[WHAT IS REQUIRED]:
Copy out each line of the entries where the word "Package" is present.

***** RECORDS FOR THE TASK *****

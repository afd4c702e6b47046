//! Modules and their two-pass analysis.
//!
//! Analysis of one module can synchronously trigger analysis of the modules
//! it imports, which may import it back. Each pass therefore carries an
//! explicit [`AnalysisState`]: a module that is already `Analyzing` is not
//! re-entered, and the caller simply sees it as it is (members already in
//! its table, imports possibly not yet bound).

use rustc_hash::FxHashSet;
use smol_str::SmolStr;

use crate::base::{FileId, Loc, Name};
use crate::syntax::{ItemKind, Protection};

use super::error::ImportError;
use super::ids::ModuleId;
use super::scope::ScopeSnapshot;
use super::session::Session;
use super::symbols::{Symbol, SymbolTable};

#[derive(Copy, Clone, Debug, Default, PartialEq, Eq, Hash)]
pub enum AnalysisState {
    #[default]
    Unanalyzed,
    Analyzing,
    Analyzed,
}

/// A module imported into another module's unqualified lookup.
#[derive(Copy, Clone, Debug, PartialEq, Eq)]
pub struct ImportScope {
    pub module: ModuleId,
    pub protection: Protection,
}

/// Flags for [`Session::module_search`].
#[derive(Copy, Clone, Debug, Default, PartialEq, Eq)]
pub struct SearchFlags {
    /// Skip import sets registered as private. Set when searching a module
    /// from outside of it.
    pub ignore_private_imports: bool,
}

impl SearchFlags {
    pub const NONE: Self = Self {
        ignore_private_imports: false,
    };
    pub const IGNORE_PRIVATE_IMPORTS: Self = Self {
        ignore_private_imports: true,
    };
}

/// One compiled translation unit.
#[derive(Clone, Debug)]
pub struct Module {
    /// Final segment of the path the module was loaded under.
    pub name: Name,
    /// Dotted path the module was loaded under; unique per registry.
    pub qualified: SmolStr,
    /// Name from the `module` header, or `qualified` if there is none.
    pub pretty: SmolStr,
    pub file: FileId,
    pub src_path: SmolStr,
    /// Whether the module needs runtime reflection metadata.
    pub needs_module_info: bool,
    /// Root module that first caused this one to be loaded.
    pub imported_from: Option<ModuleId>,
    /// Direct imports in analysis order. Duplicates are allowed.
    pub imported_modules: Vec<ModuleId>,
    /// Top-level symbol table.
    pub members: SymbolTable,
    pub import_scopes: Vec<ImportScope>,
    pub semantic_state: AnalysisState,
    pub semantic2_state: AnalysisState,
    /// Imports and declarations in source order.
    pub(crate) body: Vec<Symbol>,
    members_added: bool,
}

impl Module {
    pub(crate) fn new(
        name: Name,
        qualified: SmolStr,
        pretty: SmolStr,
        file: FileId,
        src_path: impl Into<SmolStr>,
    ) -> Self {
        Self {
            name,
            qualified,
            pretty,
            file,
            src_path: src_path.into(),
            needs_module_info: false,
            imported_from: None,
            imported_modules: Vec::new(),
            members: SymbolTable::new(),
            import_scopes: Vec::new(),
            semantic_state: AnalysisState::Unanalyzed,
            semantic2_state: AnalysisState::Unanalyzed,
            body: Vec::new(),
            members_added: false,
        }
    }

    /// Import directives of this module, in source order.
    pub fn imports(&self) -> impl Iterator<Item = super::ids::ImportId> + '_ {
        self.body.iter().filter_map(|symbol| symbol.as_import())
    }

    /// Register `module` as an import set; a repeat keeps the more visible
    /// protection.
    pub(crate) fn import_scope(&mut self, module: ModuleId, protection: Protection) {
        if let Some(existing) = self.import_scopes.iter_mut().find(|s| s.module == module) {
            if visibility_rank(protection) > visibility_rank(existing.protection) {
                existing.protection = protection;
            }
            return;
        }
        self.import_scopes.push(ImportScope { module, protection });
    }
}

fn visibility_rank(protection: Protection) -> u8 {
    match protection {
        Protection::Undetermined => 0,
        Protection::Private => 1,
        Protection::Package => 2,
        Protection::Default => 3,
        Protection::Public => 4,
    }
}

impl Session {
    /// First semantic pass over `id`.
    ///
    /// Adds every member to the module's table, then binds each import (which
    /// recursively analyses imported modules). Re-entry while the pass is
    /// running is a silent no-op.
    pub(crate) fn module_semantic(&mut self, id: ModuleId) {
        let module = self.registry.module_mut(id);
        match module.semantic_state {
            AnalysisState::Analyzing => {
                tracing::trace!(module = %module.qualified, "analysis in progress; not re-entering");
                return;
            }
            AnalysisState::Analyzed => return,
            AnalysisState::Unanalyzed => {}
        }
        module.semantic_state = AnalysisState::Analyzing;
        tracing::debug!(module = %module.qualified, "semantic");
        let scope = ScopeSnapshot::module(id, module.imported_from);

        self.add_members(id);

        let body = self.registry.module(id).body.clone();
        self.with_scope(scope, |cx| {
            for member in body {
                match member {
                    Symbol::Import(import) => {
                        let declared = cx.registry.import(import).declared_protection;
                        cx.import_semantic(import, &scope.with_declared(declared));
                    }
                    Symbol::Decl(decl) => {
                        if cx.registry.decl(decl).kind == ItemKind::StaticCtor {
                            cx.registry.module_mut(id).needs_module_info = true;
                        }
                    }
                    Symbol::Package(_) | Symbol::Module(_) | Symbol::Alias(_) => {}
                }
            }
        });

        self.registry.module_mut(id).semantic_state = AnalysisState::Analyzed;
    }

    /// Second semantic pass over `id`.
    ///
    /// Class declarations only reveal their reflection-metadata requirement
    /// here, which is why imports re-propagate the flag in this pass.
    pub(crate) fn module_semantic2(&mut self, id: ModuleId) {
        if self.registry.module(id).semantic_state == AnalysisState::Unanalyzed {
            self.module_semantic(id);
        }
        let module = self.registry.module_mut(id);
        match module.semantic2_state {
            AnalysisState::Analyzing => {
                tracing::trace!(module = %module.qualified, "semantic2 in progress; not re-entering");
                return;
            }
            AnalysisState::Analyzed => return,
            AnalysisState::Unanalyzed => {}
        }
        module.semantic2_state = AnalysisState::Analyzing;
        tracing::debug!(module = %module.qualified, "semantic2");
        let scope = ScopeSnapshot::module(id, module.imported_from);

        let body = module.body.clone();
        self.with_scope(scope, |cx| {
            for member in body {
                match member {
                    Symbol::Import(import) => {
                        let declared = cx.registry.import(import).declared_protection;
                        cx.import_semantic2(import, &scope.with_declared(declared));
                    }
                    Symbol::Decl(decl) => {
                        if cx.registry.decl(decl).kind == ItemKind::Class {
                            cx.registry.module_mut(id).needs_module_info = true;
                        }
                    }
                    Symbol::Package(_) | Symbol::Module(_) | Symbol::Alias(_) => {}
                }
            }
        });

        self.registry.module_mut(id).semantic2_state = AnalysisState::Analyzed;
    }

    /// Insert every member of `id` into its symbol table. Runs once.
    pub(crate) fn add_members(&mut self, id: ModuleId) {
        let module = self.registry.module_mut(id);
        if module.members_added {
            return;
        }
        module.members_added = true;

        let body = module.body.clone();
        for member in body {
            match member {
                Symbol::Import(import) => self.import_add_member(import, id),
                Symbol::Decl(decl) => {
                    let decl = self.registry.decl(decl);
                    if let Some(name) = decl.name {
                        let loc = decl.loc;
                        self.insert_member(id, name, member, loc);
                    }
                }
                Symbol::Package(_) | Symbol::Module(_) | Symbol::Alias(_) => {}
            }
        }
    }

    /// Insert into a module's table, reporting a clash at `loc`.
    pub(crate) fn insert_member(&mut self, module: ModuleId, name: Name, symbol: Symbol, loc: Loc) -> bool {
        match self.registry.module_mut(module).members.insert(name, symbol) {
            Ok(()) => true,
            Err(existing) => {
                let err = ImportError::DuplicateSymbol {
                    name: self.interner.text(name),
                    kind: symbol.kind_name(),
                    existing: existing.kind_name(),
                };
                self.diagnostics.import_error(loc, err);
                false
            }
        }
    }

    /// Look `name` up in module `id`: its own table first, then its import
    /// sets in registration order.
    pub fn module_search(&self, id: ModuleId, name: Name, flags: SearchFlags) -> Option<Symbol> {
        self.module_search_all(id, name, flags).into_iter().next()
    }

    /// Every distinct symbol `name` reaches from module `id`.
    ///
    /// More than one result means the name is ambiguous between import sets.
    pub fn module_search_all(&self, id: ModuleId, name: Name, flags: SearchFlags) -> Vec<Symbol> {
        let mut visited = FxHashSet::default();
        let mut found = Vec::new();
        self.search_into(id, name, flags, &mut visited, &mut found);
        found
    }

    fn search_into(
        &self,
        id: ModuleId,
        name: Name,
        flags: SearchFlags,
        visited: &mut FxHashSet<ModuleId>,
        found: &mut Vec<Symbol>,
    ) {
        if !visited.insert(id) {
            return;
        }
        let module = self.registry.module(id);
        if let Some(symbol) = module.members.lookup(name) {
            if !(flags.ignore_private_imports && self.is_private_alias(symbol)) {
                if !found.contains(&symbol) {
                    found.push(symbol);
                }
                return;
            }
        }
        for scope in &module.import_scopes {
            if flags.ignore_private_imports && scope.protection == Protection::Private {
                continue;
            }
            // Inside an imported module only its non-private imports count.
            self.search_into(scope.module, name, SearchFlags::IGNORE_PRIVATE_IMPORTS, visited, found);
        }
    }

    /// Selective imports are private unless declared otherwise.
    fn is_private_alias(&self, symbol: Symbol) -> bool {
        match symbol {
            Symbol::Alias(id) => self.registry.alias(id).import_protection == Protection::Private,
            Symbol::Package(_) | Symbol::Module(_) | Symbol::Import(_) | Symbol::Decl(_) => false,
        }
    }
}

*****

[ANSWER FOR THIS EXERCISE]:
        Protection::Package => 2,
                    Symbol::Package(_) | Symbol::Module(_) | Symbol::Alias(_) => {}
                    Symbol::Package(_) | Symbol::Module(_) | Symbol::Alias(_) => {}
                Symbol::Package(_) | Symbol::Module(_) | Symbol::Alias(_) => {}
            Symbol::Package(_) | Symbol::Module(_) | Symbol::Import(_) | Symbol::Decl(_) => false,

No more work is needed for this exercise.